You have worked for Lucent and KPN in the past. What have you learnt?
What I have learnt is to be humble and realistic. There is only so much that a leader can do. As for the rest, he has to be lucky. He has to have great people around him. It is not the boss who makes the company. He only makes the agenda, sets the tone, and chooses the right people.
Next generation services-ICT, broadband, mobility, and managed services contribute around 18 percent of your revenue. How do you see them shaping up in the future?
The traditional business is showing a negative growth of around five percent whereas next-generation services are growing by around 30 percent. The formula for BT, for next-generation services, is very simple. To know how good the company is doing, you have to look at broadband or at corporate services. We are defending our traditional business and stopping the decline. I got saving because we need to get our economics around the idea that it’s new stuff in the initial phase. It has to provide a lot of margin for a long time and, in order to make it, one has to take it to all sides of the business.
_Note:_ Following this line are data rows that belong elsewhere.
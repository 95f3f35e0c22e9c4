use async_trait::async_trait;
use bytes::Bytes;
use std::path::{Path, PathBuf};

use super::{ObjectStore, ObjectStoreError};

/// Local filesystem object store for development and testing. Objects are
/// served back through the service's own `/media/*name` route, so public
/// URLs point at the configured base URL.
pub struct LocalStore {
    base_path: PathBuf,
    public_base_url: String,
}

impl LocalStore {
    pub fn new<P: AsRef<Path>>(
        base_path: P,
        public_base_url: &str,
    ) -> Result<Self, std::io::Error> {
        let base_path = base_path.as_ref().to_path_buf();
        std::fs::create_dir_all(&base_path)?;
        Ok(Self {
            base_path,
            public_base_url: public_base_url.trim_end_matches('/').to_string(),
        })
    }

    fn object_path(&self, name: &str) -> PathBuf {
        self.base_path.join(name)
    }
}

#[async_trait]
impl ObjectStore for LocalStore {
    async fn put(
        &self,
        name: &str,
        data: Bytes,
        _content_type: Option<&str>,
    ) -> Result<String, ObjectStoreError> {
        let path = self.object_path(name);
        tokio::fs::write(&path, &data).await?;
        Ok(format!("{}/media/{}", self.public_base_url, name))
    }

    async fn get(&self, name: &str) -> Result<Bytes, ObjectStoreError> {
        let path = self.object_path(name);
        if !path.exists() {
            return Err(ObjectStoreError::NotFound(name.to_string()));
        }
        let data = tokio::fs::read(&path).await?;
        Ok(Bytes::from(data))
    }

    async fn delete(&self, name: &str) -> Result<(), ObjectStoreError> {
        let path = self.object_path(name);
        if path.exists() {
            tokio::fs::remove_file(&path).await?;
        }
        Ok(())
    }
}
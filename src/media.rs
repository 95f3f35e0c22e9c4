//! Server-side image recompression for slideshow and series uploads.

use image::codecs::jpeg::JpegEncoder;

/// Quality used when re-encoding uploads that only ever render as backdrop
/// or tile imagery.
const RECOMPRESS_QUALITY: u8 = 50;

/// Decode an uploaded image and re-encode it as a quality-reduced JPEG.
/// Alpha is dropped in the process. Fails on bytes that are not a decodable
/// image.
pub fn recompress(data: &[u8]) -> Result<Vec<u8>, image::ImageError> {
    let decoded = image::load_from_memory(data)?;
    let rgb = decoded.to_rgb8();

    let mut out = Vec::new();
    let encoder = JpegEncoder::new_with_quality(&mut out, RECOMPRESS_QUALITY);
    rgb.write_with_encoder(encoder)?;
    Ok(out)
}

/// Object name for a recompressed upload: the original stem with the
/// extension the re-encoder actually produced.
pub fn recompressed_name(original: &str) -> String {
    let stem = original.rsplit_once('.').map(|(s, _)| s).unwrap_or(original);
    format!("{stem}.jpg")
}
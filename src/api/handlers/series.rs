use axum::extract::{Multipart, Path, State};
use axum::http::StatusCode;
use axum::Json;
use serde::Serialize;
use std::sync::Arc;

use super::{collect_multipart, UploadedFile};
use crate::api::response::ApiError;
use crate::media;
use crate::object_store::{object_name_from_url, unique_name};
use crate::storage::models::{Series, SeriesWork};
use crate::AppState;

// ============================================================================
// Types
// ============================================================================

/// A series with its works eagerly attached, the shape the front end renders.
#[derive(Debug, Serialize)]
#[serde(rename_all = "camelCase")]
pub struct SeriesResponse {
    #[serde(flatten)]
    pub series: Series,
    pub selected_works: Vec<SeriesWork>,
}

impl From<(Series, Vec<SeriesWork>)> for SeriesResponse {
    fn from((series, selected_works): (Series, Vec<SeriesWork>)) -> Self {
        Self {
            series,
            selected_works,
        }
    }
}

// ============================================================================
// Handlers
// ============================================================================

pub async fn list_series(
    State(state): State<Arc<AppState>>,
) -> Result<Json<Vec<SeriesResponse>>, ApiError> {
    let series = state
        .db
        .list_series_with_works()
        .map_err(|e| ApiError::internal(e.to_string()))?;
    Ok(Json(series.into_iter().map(SeriesResponse::from).collect()))
}

pub async fn get_series(
    State(state): State<Arc<AppState>>,
    Path(id): Path<u64>,
) -> Result<Json<SeriesResponse>, ApiError> {
    let series = state
        .db
        .get_series_with_works(id)
        .map_err(|e| ApiError::internal(e.to_string()))?
        .ok_or_else(|| ApiError::not_found("Selected series not found"))?;
    Ok(Json(series.into()))
}

pub async fn create_series(
    State(state): State<Arc<AppState>>,
    mut multipart: Multipart,
) -> Result<(StatusCode, Json<Series>), ApiError> {
    let (file, fields) =
        collect_multipart(&mut multipart, "image", state.config.max_upload_size).await?;

    let name = fields
        .get("name")
        .map(|n| n.trim().to_string())
        .filter(|n| !n.is_empty())
        .ok_or_else(|| ApiError::bad_request("Series name is required"))?;

    let image_url = match file {
        Some(file) => Some(store_series_image(&state, file).await?),
        None => None,
    };

    let series = state
        .db
        .insert_series(name, image_url)
        .map_err(|e| ApiError::internal(e.to_string()))?;

    tracing::debug!(series_id = %series.id, "Created selected series");
    Ok((StatusCode::CREATED, Json(series)))
}

/// Partial update: a name-only edit leaves the image alone, an image-only
/// edit leaves the name alone.
pub async fn update_series(
    State(state): State<Arc<AppState>>,
    Path(id): Path<u64>,
    mut multipart: Multipart,
) -> Result<Json<Series>, ApiError> {
    let (file, fields) =
        collect_multipart(&mut multipart, "image", state.config.max_upload_size).await?;

    let name = fields
        .get("name")
        .map(|n| n.trim().to_string())
        .filter(|n| !n.is_empty());

    let image_url = match file {
        Some(file) => Some(store_series_image(&state, file).await?),
        None => None,
    };

    let series = state
        .db
        .update_series(id, name, image_url)
        .map_err(|e| ApiError::internal(e.to_string()))?
        .ok_or_else(|| ApiError::not_found("Selected series not found"))?;

    Ok(Json(series))
}

/// Delete a series and everything under it: the series blob, the child rows,
/// and each child's blob.
pub async fn delete_series(
    State(state): State<Arc<AppState>>,
    Path(id): Path<u64>,
) -> Result<String, ApiError> {
    let (series, works) = state
        .db
        .delete_series(id)
        .map_err(|e| ApiError::internal(e.to_string()))?
        .ok_or_else(|| ApiError::not_found("Selected series not found"))?;

    if let Some(name) = series.image_url.as_deref().and_then(object_name_from_url) {
        if let Err(e) = state.object_store.delete(name).await {
            tracing::warn!(series_id = %id, error = %e, "Failed to delete series blob");
        }
    }

    for work in &works {
        if let Some(name) = object_name_from_url(&work.image_url) {
            if let Err(e) = state.object_store.delete(name).await {
                tracing::warn!(work_id = %work.id, error = %e, "Failed to delete work blob");
            }
        }
    }

    tracing::debug!(series_id = %id, works = works.len(), "Deleted selected series");
    Ok("Selected series deleted successfully".to_string())
}

// ============================================================================
// Helpers
// ============================================================================

/// Series tiles are recompressed before they hit the store.
async fn store_series_image(
    state: &Arc<AppState>,
    file: UploadedFile,
) -> Result<String, ApiError> {
    let data = file.data.clone();
    let compressed = tokio::task::spawn_blocking(move || media::recompress(&data))
        .await
        .map_err(|e| ApiError::internal(format!("Recompression task failed: {e}")))?
        .map_err(|_| ApiError::bad_request("File content is not a decodable image"))?;

    let name = unique_name(&media::recompressed_name(&file.file_name));
    state
        .object_store
        .put(&name, compressed.into(), Some("image/jpeg"))
        .await
        .map_err(|e| ApiError::internal(format!("Failed to store image: {e}")))
}
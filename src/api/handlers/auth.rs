use axum::extract::State;
use axum::http::{HeaderMap, StatusCode};
use axum::Json;
use serde::{Deserialize, Serialize};
use std::sync::Arc;

use crate::api::response::{ApiError, AppJson};
use crate::auth;
use crate::AppState;

// ============================================================================
// Types
// ============================================================================

#[derive(Debug, Deserialize)]
pub struct LoginRequest {
    pub username: String,
    pub password: String,
}

#[derive(Debug, Serialize)]
pub struct TokenResponse {
    pub token: String,
}

#[derive(Debug, Deserialize)]
pub struct RegisterRequest {
    pub username: String,
    pub password: String,
    pub role: String,
}

#[derive(Debug, Serialize)]
#[serde(rename_all = "camelCase")]
pub struct UserResponse {
    pub id: u64,
    pub username: String,
    pub role: String,
}

// ============================================================================
// Handlers
// ============================================================================

/// POST /auth/login
pub async fn login(
    State(state): State<Arc<AppState>>,
    AppJson(req): AppJson<LoginRequest>,
) -> Result<Json<TokenResponse>, ApiError> {
    let user = state
        .db
        .get_user_by_username(&req.username)
        .map_err(|e| ApiError::internal(e.to_string()))?
        .ok_or_else(|| ApiError::bad_request("Invalid Credentials"))?;

    // bcrypt is CPU-bound; keep the async executor free
    let password = req.password;
    let hash = user.password_hash.clone();
    let password_ok = tokio::task::spawn_blocking(move || auth::verify_password(&password, &hash))
        .await
        .map_err(|e| ApiError::internal(format!("Password check failed: {e}")))?;

    if !password_ok {
        tracing::warn!(username = %user.username, "Failed login attempt");
        return Err(ApiError::bad_request("Invalid Credentials"));
    }

    let token = auth::create_token(&state.config.auth.jwt_secret, user.id, &user.role)
        .map_err(|e| ApiError::internal(format!("Failed to create token: {e}")))?;

    tracing::info!(username = %user.username, "Successful login");
    Ok(Json(TokenResponse { token }))
}

/// POST /auth/register
///
/// Open only while no account exists (first-run bootstrap); afterwards an
/// admin token is required.
pub async fn register(
    State(state): State<Arc<AppState>>,
    headers: HeaderMap,
    AppJson(req): AppJson<RegisterRequest>,
) -> Result<(StatusCode, Json<UserResponse>), ApiError> {
    if req.username.trim().is_empty() || req.password.is_empty() {
        return Err(ApiError::bad_request("Username and password are required"));
    }

    let existing = state
        .db
        .user_count()
        .map_err(|e| ApiError::internal(e.to_string()))?;
    if existing > 0 {
        auth::authorize_admin(&state.config.auth.jwt_secret, &headers)?;
    }

    let password = req.password;
    let password_hash = tokio::task::spawn_blocking(move || auth::hash_password(&password))
        .await
        .map_err(|e| ApiError::internal(format!("Hashing task failed: {e}")))?
        .map_err(|e| ApiError::internal(format!("Failed to process password: {e}")))?;

    let user = state
        .db
        .create_user(req.username.trim().to_string(), password_hash, req.role)
        .map_err(|e| ApiError::internal(e.to_string()))?
        .ok_or_else(|| ApiError::conflict("Username is already taken"))?;

    tracing::info!(username = %user.username, role = %user.role, "Registered account");
    Ok((
        StatusCode::CREATED,
        Json(UserResponse {
            id: user.id,
            username: user.username,
            role: user.role,
        }),
    ))
}
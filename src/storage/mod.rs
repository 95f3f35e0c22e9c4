mod accounts;
mod collections;
pub mod db;
mod gallery;
mod landing;
pub mod models;
mod profile;
mod series;
mod tables;

pub use collections::Ordered;
pub use db::{Database, DatabaseError};
pub use gallery::GalleryItemChanges;
pub use series::{NewWork, WorkChanges};
pub use tables::*;
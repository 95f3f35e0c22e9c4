use chrono::Utc;
use redb::ReadableTable;

use super::db::{Database, DatabaseError};
use super::models::User;
use super::tables::{USERNAMES, USERS};

impl Database {
    // ========================================================================
    // Account operations
    // ========================================================================

    /// Create an account. Returns None when the username is already taken;
    /// the uniqueness check and the insert share one write transaction.
    pub fn create_user(
        &self,
        username: String,
        password_hash: String,
        role: String,
    ) -> Result<Option<User>, DatabaseError> {
        let write_txn = self.begin_write()?;
        let user = {
            let mut usernames = write_txn.open_table(USERNAMES)?;
            let taken = usernames.get(username.as_str())?.is_some();
            if taken {
                None
            } else {
                let id = Self::next_id(&write_txn, "users")?;
                usernames.insert(username.as_str(), id)?;

                let mut users = write_txn.open_table(USERS)?;
                let user = User {
                    id,
                    username,
                    password_hash,
                    role,
                    created_at: Utc::now(),
                };
                let data = rmp_serde::to_vec_named(&user)?;
                users.insert(id, data.as_slice())?;
                Some(user)
            }
        };
        write_txn.commit()?;
        Ok(user)
    }

    pub fn get_user_by_username(&self, username: &str) -> Result<Option<User>, DatabaseError> {
        let read_txn = self.begin_read()?;
        let usernames = read_txn.open_table(USERNAMES)?;

        let id = match usernames.get(username)? {
            Some(data) => data.value(),
            None => return Ok(None),
        };

        let users = read_txn.open_table(USERS)?;
        match users.get(id)? {
            Some(data) => {
                let user: User = rmp_serde::from_slice(data.value())?;
                Ok(Some(user))
            }
            None => Ok(None),
        }
    }

    /// Number of accounts; gates open registration to the very first one.
    pub fn user_count(&self) -> Result<u64, DatabaseError> {
        let read_txn = self.begin_read()?;
        let users = read_txn.open_table(USERS)?;

        let mut count = 0;
        for entry in users.iter()? {
            entry?;
            count += 1;
        }
        Ok(count)
    }
}
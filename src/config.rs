use thiserror::Error;

#[derive(Debug, Error)]
pub enum ConfigError {
    #[error("Invalid configuration: {0}")]
    ValidationError(String),
}

#[derive(Debug, Clone)]
pub struct Config {
    pub auth: AuthConfig,
    pub email: Option<EmailConfig>,
    pub server: ServerConfig,
    pub storage: StorageConfig,
    /// Enables dangerous operations like purge. Must never be true in production.
    pub test_mode: bool,
    /// Maximum upload size in bytes
    pub max_upload_size: u64,
}

#[derive(Debug, Clone)]
pub struct ServerConfig {
    pub bind_address: String,
    pub data_dir: String,
    /// Directory holding the compiled front end, served with an index.html fallback.
    pub public_dir: String,
    /// Base URL this service is reachable under; used to build local media URLs.
    pub public_base_url: String,
    /// Allowed CORS origins. Empty means any origin.
    pub cors_origins: Vec<String>,
}

#[derive(Debug, Clone)]
pub struct AuthConfig {
    /// HS256 signing secret for access tokens.
    pub jwt_secret: String,
}

/// Contact-form settings. The whole section is optional; without it the
/// send-email route answers 503.
#[derive(Debug, Clone)]
pub struct EmailConfig {
    pub smtp_host: String,
    pub smtp_username: String,
    pub smtp_password: String,
    /// Where contact-form messages are delivered.
    pub recipient: String,
    /// reCAPTCHA server-side secret.
    pub captcha_secret: String,
}

#[derive(Debug, Clone)]
pub enum StorageBackend {
    Bunny,
    Local,
}

#[derive(Debug, Clone)]
pub struct StorageConfig {
    pub backend: StorageBackend,
    /// Directory for the local storage backend
    pub local_storage_path: String,
    /// Bunny storage zone name (required when backend is bunny)
    pub bunny_storage_zone: Option<String>,
    /// Bunny storage access key (required when backend is bunny)
    pub bunny_access_key: Option<String>,
    /// Bunny storage endpoint host
    pub bunny_endpoint: String,
    /// Pull-zone domain that serves uploaded objects publicly
    pub bunny_cdn_domain: Option<String>,
}

impl Default for StorageConfig {
    fn default() -> Self {
        Self {
            backend: StorageBackend::Local,
            local_storage_path: "./media".to_string(),
            bunny_storage_zone: None,
            bunny_access_key: None,
            bunny_endpoint: "la.storage.bunnycdn.com".to_string(),
            bunny_cdn_domain: None,
        }
    }
}

impl Config {
    /// Load configuration from environment variables.
    pub fn load() -> Result<Self, ConfigError> {
        let bind_address =
            std::env::var("BIND_ADDRESS").unwrap_or_else(|_| "0.0.0.0:8000".to_string());

        let data_dir = std::env::var("DATA_DIR").unwrap_or_else(|_| "./data".to_string());

        let public_dir = std::env::var("PUBLIC_DIR").unwrap_or_else(|_| "./public".to_string());

        let public_base_url = std::env::var("PUBLIC_BASE_URL")
            .unwrap_or_else(|_| "http://localhost:8000".to_string());

        let cors_origins: Vec<String> = std::env::var("CORS_ORIGINS")
            .map(|o| {
                o.split(',')
                    .map(|s| s.trim().to_string())
                    .filter(|s| !s.is_empty())
                    .collect()
            })
            .unwrap_or_default();

        let jwt_secret = std::env::var("JWT_SECRET").unwrap_or_default();

        let test_mode = std::env::var("TEST_MODE")
            .map(|v| v == "true" || v == "1")
            .unwrap_or(false);

        let max_upload_size = std::env::var("MAX_UPLOAD_SIZE")
            .ok()
            .and_then(|s| s.parse().ok())
            .unwrap_or(50 * 1024 * 1024); // 50MB

        let storage_backend = match std::env::var("STORAGE_BACKEND")
            .unwrap_or_else(|_| "local".to_string())
            .to_lowercase()
            .as_str()
        {
            "bunny" => StorageBackend::Bunny,
            _ => StorageBackend::Local,
        };

        let local_storage_path =
            std::env::var("LOCAL_STORAGE_PATH").unwrap_or_else(|_| "./media".to_string());

        let bunny_storage_zone = std::env::var("BUNNY_STORAGE_ZONE").ok();
        let bunny_access_key = std::env::var("BUNNY_ACCESS_KEY").ok();
        let bunny_endpoint = std::env::var("BUNNY_STORAGE_ENDPOINT")
            .unwrap_or_else(|_| "la.storage.bunnycdn.com".to_string());
        let bunny_cdn_domain = std::env::var("BUNNY_CDN_DOMAIN").ok();

        let email = match (
            std::env::var("SMTP_HOST").ok(),
            std::env::var("SMTP_USERNAME").ok(),
            std::env::var("SMTP_PASSWORD").ok(),
            std::env::var("CONTACT_EMAIL").ok(),
            std::env::var("CAPTCHA_SECRET_KEY").ok(),
        ) {
            (
                Some(smtp_host),
                Some(smtp_username),
                Some(smtp_password),
                Some(recipient),
                Some(captcha_secret),
            ) => Some(EmailConfig {
                smtp_host,
                smtp_username,
                smtp_password,
                recipient,
                captcha_secret,
            }),
            _ => None,
        };

        let config = Config {
            server: ServerConfig {
                bind_address,
                data_dir,
                public_dir,
                public_base_url,
                cors_origins,
            },
            auth: AuthConfig { jwt_secret },
            email,
            storage: StorageConfig {
                backend: storage_backend,
                local_storage_path,
                bunny_storage_zone,
                bunny_access_key,
                bunny_endpoint,
                bunny_cdn_domain,
            },
            test_mode,
            max_upload_size,
        };

        config.validate()?;
        Ok(config)
    }

    fn validate(&self) -> Result<(), ConfigError> {
        if self.auth.jwt_secret.is_empty() {
            return Err(ConfigError::ValidationError(
                "JWT_SECRET must be set".to_string(),
            ));
        }

        if matches!(self.storage.backend, StorageBackend::Bunny) {
            if self.storage.bunny_storage_zone.is_none() {
                return Err(ConfigError::ValidationError(
                    "BUNNY_STORAGE_ZONE is required when STORAGE_BACKEND=bunny".to_string(),
                ));
            }
            if self.storage.bunny_access_key.is_none() {
                return Err(ConfigError::ValidationError(
                    "BUNNY_ACCESS_KEY is required when STORAGE_BACKEND=bunny".to_string(),
                ));
            }
            if self.storage.bunny_cdn_domain.is_none() {
                return Err(ConfigError::ValidationError(
                    "BUNNY_CDN_DOMAIN is required when STORAGE_BACKEND=bunny".to_string(),
                ));
            }
        }

        Ok(())
    }
}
We are taking advantage of new service opportunities and are aggressively looking at systems improvement for rationalization our organization and building a new transparent all-IP network, saving us a billion pounds on an annual basis.
What’s your advice to service providers in terms of new models for customer satisfaction?
There is an opportunity in front of us to change the model and to give more power to our customers. Today, if a customer wants something from a telco, it means going into the network. This is a cumbersome and time-consuming process that frustrates consumers and frustrate us.
The new opportunities is about having a digital network. It allows the customers to choose whatever they want and change their plans whenever they feel like. We can give products to the customers, give business customer full insight of how the network is working to give them end-to-end transparency that we couldn’t in the past. And this is at a fairly basic level. You can provide the best in class, by combining the best engineers in Bangalore, the best possible designer in California, and best possible manufacturing in Beijing. And the world can reunite because the network economy is based on the network we
provide. That’s what we see happening with our customers and also with the industry.
What are your chances of launching Bluephone products in 2005? And how are you positioning the phone?
About 15 service providers are associated with it, like NTT, Vodafone, Swiss Telecom, and
others and it is moving well. We had the intellectual design and now all of a sudden more people have come on board, as it was attractive. And of course, people do not want to have five different numbers and six different mailboxes. So far, it’s going well in the designing phase. We need volumes and it will be a big market. It is likely to be launched next year.
What is the main driver for service providers in the next five years?
Customer focus, customer focus, customer focus and all the rest follows.